Nos hicimos buenos amigos. Antes de mi regreso, al despedirnos, Kadek me dijo:
la próxima vez que vengas a Bali, te quedas en mi casa.
Al año siguiente, después de pasar los primeros días en la playa de
Kuta, me trasladé a Ubud. El reencuentro con Kadek fue muy grato, pero el más
esperado y gratificante fue el de su hermana Ayu. Me cautivó desde el primer instante en que la
conocí.
Eran huérfanos de padre y madre, pertenecientes a una casta media
alta, (en Bali la religión es hindú) y, por lo que me explicó alguien, según su
apellido sus antepasados debieron ser importantes en Ubud, pues significaba:
“el guardián de la ciudad”. Vivían con
su tío, viudo y hermano de su padre, en casas contiguas, quien tenía dos hijos
varones, uno que todavía era estudiante al igual que Kadek, y otro que era el marido de Ayu. Si, estaba
casada. Fue una decepción cuando supe la
noticia el año anterior, aún así también con ella nos habíamos hecho buenos
amigos, pese a estar casada y tener una hija de casi tres años, no había sido
impedimento para que pudiéramos vernos, hablar y sentir una mutua atracción. Lo
extraño, por no decir aberrante, es que estaba casada con su primo hermano, con
quien además había convivido toda la vida desde que nació.

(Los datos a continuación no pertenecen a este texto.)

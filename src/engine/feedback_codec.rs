use crate::engine::error::ProtocolError;
use crate::model::feedback::FeedbackResult;

pub const VICTORY_LINE: &str = "guess 5 5";
pub const VICTORY_TEXT: &str = "you win!";

const MAX_COUNT: u32 = 5;
const MAX_ERROR_CATEGORY: u32 = 3;

/// Parse one response line from the scoring service.
///
/// The whole trimmed line must match:
///
/// ```text
/// guess <0-5> <0-5>
/// error <0-3>[ <message>]
/// ```
pub fn parse(raw: &str) -> Result<FeedbackResult, ProtocolError> {
    let line = raw.trim();
    if line.is_empty() {
        return Err(ProtocolError::Empty);
    }

    // guess 5 5
    if line == VICTORY_LINE {
        return Ok(FeedbackResult::Victory);
    }

    // guess <chars> <positions>
    if let Some(rest) = line.strip_prefix("guess ") {
        return parse_counts(rest).ok_or_else(|| malformed(line));
    }

    // error <category> <message>
    if let Some(rest) = line.strip_prefix("error ") {
        return parse_error_report(rest).ok_or_else(|| malformed(line));
    }

    Err(malformed(line))
}

/// Map a result onto the two feedback columns of the history table.
pub fn to_columns(result: &FeedbackResult) -> (String, String) {
    match result {
        FeedbackResult::Victory => (VICTORY_TEXT.to_string(), String::new()),
        FeedbackResult::ExactMatch {
            correct_chars,
            correct_positions,
        } => (correct_chars.to_string(), correct_positions.to_string()),
        FeedbackResult::ErrorReport { message, .. } => (message.clone(), String::new()),
    }
}

fn parse_counts(rest: &str) -> Option<FeedbackResult> {
    let mut chars = rest.chars();
    let correct_chars = digit_at_most(chars.next()?, MAX_COUNT)?;
    if chars.next()? != ' ' {
        return None;
    }
    let correct_positions = digit_at_most(chars.next()?, MAX_COUNT)?;
    if chars.next().is_some() {
        return None;
    }

    Some(FeedbackResult::ExactMatch {
        correct_chars,
        correct_positions,
    })
}

fn parse_error_report(rest: &str) -> Option<FeedbackResult> {
    let mut chars = rest.chars();
    let category = digit_at_most(chars.next()?, MAX_ERROR_CATEGORY)?;
    let message = match chars.as_str() {
        "" => "",
        tail => tail.strip_prefix(' ')?,
    };

    Some(FeedbackResult::ErrorReport {
        category,
        message: message.to_string(),
    })
}

fn digit_at_most(c: char, max: u32) -> Option<u8> {
    c.to_digit(10).filter(|d| *d <= max).map(|d| d as u8)
}

fn malformed(line: &str) -> ProtocolError {
    ProtocolError::Malformed(line.to_string())
}

#[cfg(test)]
mod tests {
    use super::*;

    #[test]
    fn victory_line_is_special_cased() {
        assert_eq!(parse("guess 5 5"), Ok(FeedbackResult::Victory));
        assert_eq!(
            to_columns(&FeedbackResult::Victory),
            ("you win!".to_string(), String::new())
        );
    }

    #[test]
    fn guess_counts_become_two_columns() {
        let result = parse("guess 3 1").unwrap();
        assert_eq!(
            result,
            FeedbackResult::ExactMatch {
                correct_chars: 3,
                correct_positions: 1
            }
        );
        assert_eq!(to_columns(&result), ("3".to_string(), "1".to_string()));
    }

    #[test]
    fn error_report_is_a_result_not_a_fault() {
        let result = parse("error 2 too long").unwrap();
        assert_eq!(
            result,
            FeedbackResult::ErrorReport {
                category: 2,
                message: "too long".into()
            }
        );
        assert_eq!(to_columns(&result), ("too long".to_string(), String::new()));
    }

    #[test]
    fn error_report_message_is_optional() {
        assert_eq!(
            parse("error 1"),
            Ok(FeedbackResult::ErrorReport {
                category: 1,
                message: String::new()
            })
        );
    }

    #[test]
    fn surrounding_whitespace_is_ignored() {
        assert_eq!(parse("  guess 0 0 \r\n").unwrap(), FeedbackResult::ExactMatch {
            correct_chars: 0,
            correct_positions: 0
        });
    }

    #[test]
    fn empty_response_is_rejected() {
        assert_eq!(parse(""), Err(ProtocolError::Empty));
        assert_eq!(parse("   \n"), Err(ProtocolError::Empty));
    }

    #[test]
    fn lines_outside_the_grammar_are_rejected() {
        for raw in [
            "garbage",
            "guess 6 0",
            "guess 3 1 extra",
            "guess 31",
            "guess  3 1",
            "guess 3",
            "error 4 nope",
            "error 1oops",
            "Guess 3 1",
            "victory",
        ] {
            assert!(
                matches!(parse(raw), Err(ProtocolError::Malformed(_))),
                "{raw:?} should not parse"
            );
        }
    }
}
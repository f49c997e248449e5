/// A well-formed answer from the scoring service.
///
/// `ErrorReport` is a normal result: the service understood the request and
/// rejected the guess content. Transport and grammar failures live in
/// `SubmissionFault` instead.
#[derive(Debug, Clone, PartialEq, Eq)]
pub enum FeedbackResult {
    Victory,
    ExactMatch {
        correct_chars: u8,
        correct_positions: u8,
    },
    ErrorReport {
        category: u8,
        message: String,
    },
}

impl FeedbackResult {
    pub fn is_victory(&self) -> bool {
        matches!(self, FeedbackResult::Victory)
    }
}
use eframe::egui;

use crate::engine::feedback_codec::VICTORY_TEXT;
use super::app::JottoApp;

const HEADERS: [&str; 3] = ["Your Guess", "# Letters in Common", "# of Letters in Position"];

pub fn draw_history_panel(ctx: &egui::Context, app: &mut JottoApp) {
    // ---------- Status line ----------
    egui::TopBottomPanel::bottom("status").show(ctx, |ui| {
        match &app.ui.last_fault {
            Some(fault) => {
                ui.colored_label(egui::Color32::LIGHT_RED, fault);
            }
            None if app.ui.history.is_empty() => {
                ui.label("No guesses yet");
            }
            None => {
                ui.label(format!("{} guesses", app.ui.history.len()));
            }
        }
    });

    // ---------- Guess history ----------
    egui::CentralPanel::default().show(ctx, |ui| {
        let victory = app.settings.victory_color();

        egui::ScrollArea::vertical()
            .stick_to_bottom(app.ui.should_auto_scroll)
            .show(ui, |ui| {
                egui::Grid::new("guess_history")
                    .num_columns(HEADERS.len())
                    .striped(true)
                    .min_col_width(120.0)
                    .show(ui, |ui| {
                        for header in HEADERS {
                            ui.label(egui::RichText::new(header).strong());
                        }
                        ui.end_row();

                        for row in app.ui.history.rows() {
                            let won = row.letters_in_common == VICTORY_TEXT;
                            for cell in [
                                &row.guess,
                                &row.letters_in_common,
                                &row.letters_in_position,
                            ] {
                                if won {
                                    ui.label(egui::RichText::new(cell).color(victory).strong());
                                } else {
                                    ui.label(cell);
                                }
                            }
                            ui.end_row();
                        }
                    });
            });
    });
}
use std::ops::ControlFlow;
use std::sync::mpsc::{Receiver, Sender};
use std::sync::Arc;
use std::thread;

use tracing::{debug, info, warn};

use crate::engine::error::SubmissionFault;
use crate::engine::feedback_codec;
use crate::engine::ledger::HistoryLedger;
use crate::engine::protocol::{EngineCommand, EngineResponse};
use crate::engine::scoring_client::ScoringService;
use crate::engine::session::PuzzleSession;
use crate::model::feedback::FeedbackResult;
use crate::model::history::LedgerRow;
use crate::model::submission::{GuessSubmission, SubmissionState};

/// Owns the puzzle session and the guess history.
///
/// Every change to either happens on the thread running `run`. Guess
/// workers only post `GuessCompleted` back through `loopback`, so
/// completions arriving in any order are applied one at a time.
pub struct Engine {
    rx: Receiver<EngineCommand>,
    loopback: Sender<EngineCommand>,
    tx: Sender<EngineResponse>,
    session: PuzzleSession,
    ledger: HistoryLedger,
    scorer: Arc<dyn ScoringService>,
    detached: bool,
}

impl Engine {
    pub fn new(
        rx: Receiver<EngineCommand>,
        loopback: Sender<EngineCommand>,
        tx: Sender<EngineResponse>,
        session: PuzzleSession,
        scorer: Arc<dyn ScoringService>,
    ) -> Self {
        Self {
            rx,
            loopback,
            tx,
            session,
            ledger: HistoryLedger::new(),
            scorer,
            detached: false,
        }
    }

    pub fn run(&mut self) {
        let puzzle = self.session.current();
        self.emit(EngineResponse::PuzzleNumber(puzzle));

        while let Ok(cmd) = self.rx.recv() {
            if self.handle(cmd).is_break() {
                break;
            }
        }
        debug!(rows = self.ledger.len(), "engine stopped");
    }

    pub fn handle(&mut self, cmd: EngineCommand) -> ControlFlow<()> {
        match cmd {
            EngineCommand::SubmitGuess(raw) => {
                self.submit_guess(&raw);
            }

            EngineCommand::ChangePuzzle(input) => {
                self.change_puzzle(input.as_deref());
            }

            EngineCommand::GuessCompleted {
                submission,
                outcome,
            } => {
                self.complete(submission, outcome);
            }

            EngineCommand::Shutdown => return ControlFlow::Break(()),
        }

        // Nobody is listening for ledger updates any more.
        if self.detached {
            return ControlFlow::Break(());
        }
        ControlFlow::Continue(())
    }

    /// Reserve a row for the guess and start its worker.
    ///
    /// The row is appended and announced before the worker exists, so it is
    /// visible (with blank feedback) for the whole exchange.
    pub fn submit_guess(&mut self, raw: &str) -> GuessSubmission {
        let guess = raw.trim().to_string();
        let ticket = self.session.ticket();
        let row = self.ledger.append(guess.clone());
        self.emit(EngineResponse::RowAppended {
            index: row,
            guess: guess.clone(),
        });

        let submission = GuessSubmission { guess, ticket, row };
        debug!(row, puzzle = ticket.puzzle, guess = %submission.guess, "guess pending");

        let scorer = Arc::clone(&self.scorer);
        let loopback = self.loopback.clone();
        let owned = submission.clone();
        let spawned = thread::Builder::new()
            .name(format!("guess-{row}"))
            .spawn(move || {
                let outcome = scorer.submit(owned.ticket.puzzle, &owned.guess);
                let _ = loopback.send(EngineCommand::GuessCompleted {
                    submission: owned,
                    outcome,
                });
            });

        if let Err(err) = spawned {
            self.complete(submission.clone(), Err(SubmissionFault::connection(err)));
        }
        submission
    }

    /// Apply a finished exchange to the history, unless the puzzle has
    /// changed since the guess was sent.
    pub fn complete(
        &mut self,
        submission: GuessSubmission,
        outcome: Result<FeedbackResult, SubmissionFault>,
    ) -> SubmissionState {
        let GuessSubmission { guess, ticket, row } = submission;

        let result = match outcome {
            Ok(result) => result,
            Err(fault) => {
                warn!(row, puzzle = ticket.puzzle, %guess, error = %fault, "guess failed");
                // A failure from an earlier puzzle has no row left to report on.
                if self.session.is_current(&ticket) {
                    self.emit(EngineResponse::Fault {
                        row: Some(row),
                        message: format!("{guess}: {fault}"),
                    });
                }
                return SubmissionState::Failed;
            }
        };

        if !self.session.is_current(&ticket) {
            debug!(
                row,
                puzzle = ticket.puzzle,
                current = self.session.current(),
                "discarding stale feedback"
            );
            return SubmissionState::Stale;
        }

        if result.is_victory() {
            info!(puzzle = ticket.puzzle, %guess, "puzzle solved");
        }

        let updated = LedgerRow::with_columns(guess, feedback_codec::to_columns(&result));
        if self.ledger.replace(row, updated.clone()) {
            info!(row, puzzle = ticket.puzzle, ?result, "guess scored");
            self.emit(EngineResponse::RowReplaced {
                index: row,
                row: updated,
            });
        }
        SubmissionState::Completed
    }

    /// Switch to the requested puzzle and clear the history. In-flight
    /// guesses keep running; their results are dropped when they land.
    pub fn change_puzzle(&mut self, input: Option<&str>) -> Option<i32> {
        let id = match self.session.resolve_requested_id(input) {
            Ok(id) => id,
            Err(err) => {
                warn!(input = ?input, error = %err, "puzzle change rejected");
                self.emit(EngineResponse::Fault {
                    row: None,
                    message: err.to_string(),
                });
                return None;
            }
        };

        self.session.set_current(id);
        self.ledger.reset_all();
        info!(puzzle = id, "new puzzle");

        self.emit(EngineResponse::TableReset);
        self.emit(EngineResponse::PuzzleNumber(id));
        Some(id)
    }

    #[cfg(test)]
    fn ledger(&self) -> &HistoryLedger {
        &self.ledger
    }

    #[cfg(test)]
    fn session(&self) -> &PuzzleSession {
        &self.session
    }

    /// Block until the next command arrives. Used by tests to step the
    /// engine by hand.
    #[cfg(test)]
    fn step(&mut self) -> ControlFlow<()> {
        match self.rx.recv() {
            Ok(cmd) => self.handle(cmd),
            Err(_) => ControlFlow::Break(()),
        }
    }

    fn emit(&mut self, response: EngineResponse) {
        if self.tx.send(response).is_err() {
            self.detached = true;
        }
    }
}
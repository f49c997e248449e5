use std::io::{self, BufRead, BufReader};
use std::time::Duration;

use reqwest::blocking::Client;
use reqwest::Url;
use tracing::debug;

use crate::engine::error::{ProtocolError, SubmissionFault};
use crate::engine::feedback_codec;
use crate::model::feedback::FeedbackResult;

pub const DEFAULT_SERVICE_URL: &str = "http://courses.csail.mit.edu/6.005/jotto.py";

/// Anything that can score a guess against a puzzle.
///
/// Implementations are called from many worker threads at once and may
/// block for as long as the exchange takes.
pub trait ScoringService: Send + Sync {
    fn submit(&self, puzzle: i32, guess: &str) -> Result<FeedbackResult, SubmissionFault>;
}

/// HTTP client for the Jotto scoring service.
pub struct ScoringClient {
    http: Client,
    base_url: String,
}

impl ScoringClient {
    /// Reads are unbounded: no request timeout is configured.
    pub fn new(base_url: impl Into<String>) -> anyhow::Result<Self> {
        let http = Client::builder().timeout(None::<Duration>).build()?;
        Ok(Self {
            http,
            base_url: base_url.into(),
        })
    }

    pub fn request_url(&self, puzzle: i32, guess: &str) -> Result<Url, SubmissionFault> {
        let mut url = Url::parse(&self.base_url).map_err(|err| SubmissionFault::Configuration {
            url: self.base_url.clone(),
            reason: err.to_string(),
        })?;
        if url.cannot_be_a_base() {
            return Err(SubmissionFault::Configuration {
                url: self.base_url.clone(),
                reason: "not an http url".into(),
            });
        }

        url.query_pairs_mut()
            .append_pair("puzzle", &puzzle.to_string())
            .append_pair("guess", guess);
        Ok(url)
    }
}

impl ScoringService for ScoringClient {
    fn submit(&self, puzzle: i32, guess: &str) -> Result<FeedbackResult, SubmissionFault> {
        let url = self.request_url(puzzle, guess)?;
        debug!(%url, "sending guess");

        let response = self
            .http
            .get(url.clone())
            .send()
            .and_then(|resp| resp.error_for_status())
            .map_err(|err| {
                if err.is_builder() {
                    SubmissionFault::Configuration {
                        url: url.to_string(),
                        reason: err.to_string(),
                    }
                } else {
                    SubmissionFault::connection(err)
                }
            })?;

        // The reader owns the response; it is dropped, and the connection
        // released, on every return path below.
        let line = first_meaningful_line(BufReader::new(response))
            .map_err(SubmissionFault::connection)?;

        Ok(feedback_codec::parse(&decode_line(line)?)?)
    }
}

/// Skip blank lines and return the raw bytes of the first line with
/// content, or nothing if the stream ends first. Only transport failures
/// are errors here; decoding happens in `decode_line`.
pub fn first_meaningful_line<R: BufRead>(mut reader: R) -> io::Result<Vec<u8>> {
    let mut line = Vec::new();
    loop {
        line.clear();
        if reader.read_until(b'\n', &mut line)? == 0 {
            return Ok(Vec::new());
        }
        if !line.iter().all(u8::is_ascii_whitespace) {
            return Ok(line);
        }
    }
}

/// A line that is not UTF-8 cannot match the feedback grammar.
pub fn decode_line(line: Vec<u8>) -> Result<String, ProtocolError> {
    String::from_utf8(line).map_err(|err| {
        ProtocolError::Malformed(String::from_utf8_lossy(err.as_bytes()).into_owned())
    })
}
use crate::engine::error::SubmissionFault;
use crate::model::feedback::FeedbackResult;
use crate::model::history::LedgerRow;
use crate::model::submission::GuessSubmission;

pub enum EngineCommand {
    /// Raw contents of the guess field.
    SubmitGuess(String),

    /// Contents of the puzzle-number field; `None` when it was empty.
    ChangePuzzle(Option<String>),

    /// Posted by a worker thread once its exchange with the service ends.
    GuessCompleted {
        submission: GuessSubmission,
        outcome: Result<FeedbackResult, SubmissionFault>,
    },

    Shutdown,
}

#[derive(Debug, Clone, PartialEq, Eq)]
pub enum EngineResponse {
    RowAppended { index: usize, guess: String },
    RowReplaced { index: usize, row: LedgerRow },
    TableReset,
    PuzzleNumber(i32),
    /// `row` is the guess that failed, if the fault belongs to one.
    Fault { row: Option<usize>, message: String },
}
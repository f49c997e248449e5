use std::fs;
use std::path::{Path, PathBuf};

use anyhow::Context;
use tracing::{debug, warn};

use crate::ui::settings::ClientSettings;

fn settings_path() -> PathBuf {
    let mut path = dirs::config_dir().unwrap_or_else(|| PathBuf::from("."));
    path.push("jotto_client");
    path.push("settings.json");
    path
}

/// Settings from disk plus environment overrides. A missing or broken file
/// means defaults.
pub fn load_settings() -> ClientSettings {
    let path = settings_path();
    let mut settings = match read_settings(&path) {
        Ok(settings) => settings,
        Err(err) => {
            debug!(path = %path.display(), error = %err, "using default settings");
            ClientSettings::default()
        }
    };
    settings.apply_env_overrides(|key| std::env::var(key).ok());
    settings
}

pub fn save_settings(settings: &ClientSettings) {
    let path = settings_path();
    if let Err(err) = write_settings(&path, settings) {
        warn!(path = %path.display(), error = %err, "could not save settings");
    }
}

pub fn read_settings(path: &Path) -> anyhow::Result<ClientSettings> {
    let json = fs::read_to_string(path)
        .with_context(|| format!("failed to read {}", path.display()))?;
    serde_json::from_str(&json).with_context(|| format!("failed to parse {}", path.display()))
}

pub fn write_settings(path: &Path, settings: &ClientSettings) -> anyhow::Result<()> {
    if let Some(dir) = path.parent() {
        fs::create_dir_all(dir)
            .with_context(|| format!("failed to create {}", dir.display()))?;
    }
    let json = serde_json::to_string_pretty(settings)?;
    fs::write(path, json).with_context(|| format!("failed to write {}", path.display()))
}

Por si no era suficiente aberración aquel matrimonio, a la exquisita
belleza de Ayu, la finura de su cuerpo primoroso, su carácter dulce y adorable,
con una personalidad y un estilo enormemente atractivos, se contraponía la fealdad
de su marido, con el rostro salpicado de marcas dejadas probablemente por la
varicela, de cuerpo obeso, cosa excepcional en Bali, mente simple, personalidad
infantil y, en general, nulo atractivo. Lo que yo más apreciaba de él era su
falta de celos, nunca se interpuso o reflejó un mal gesto contra mí por más que
le robara la atención de su mujer, más al contrario, siempre me saludaba con
amplia sonrisa, algo estúpida e infantil, limpia de malos pensamientos. Tenía motivos
para caerle mal, o por lo menos para sospechar de mí, pero nunca lo vi
preocupado o enfadado, en el fondo, también a su manera era un ser adorable.
Kadek me prestó su habitación, la mejor y más amplia de la casa. La
había preparado especialmente para mi con adornos y detalles que jamás he visto
en ninguna habitación balinesa, pues suelen carecer de cualquier
decoración. Cuatro paredes desnudas, una
cama y un armario, es todo. La mía, la que Kadek había preparado parta mi,
resultaba confortable y acogedora, en lugar de las paredes mortecinas color
yeso de las demás, ésta estaba pintada de color azúl, además de una cama grande
y el armario, disponía de una mesa y una silla, un espejo, una estantería,
algún poster en la pared y la ventana que daba a un patio exterior. Kadek se
instaló en la habitación de su primo.
Desde el primer día me sentí como un miembro más de la casa.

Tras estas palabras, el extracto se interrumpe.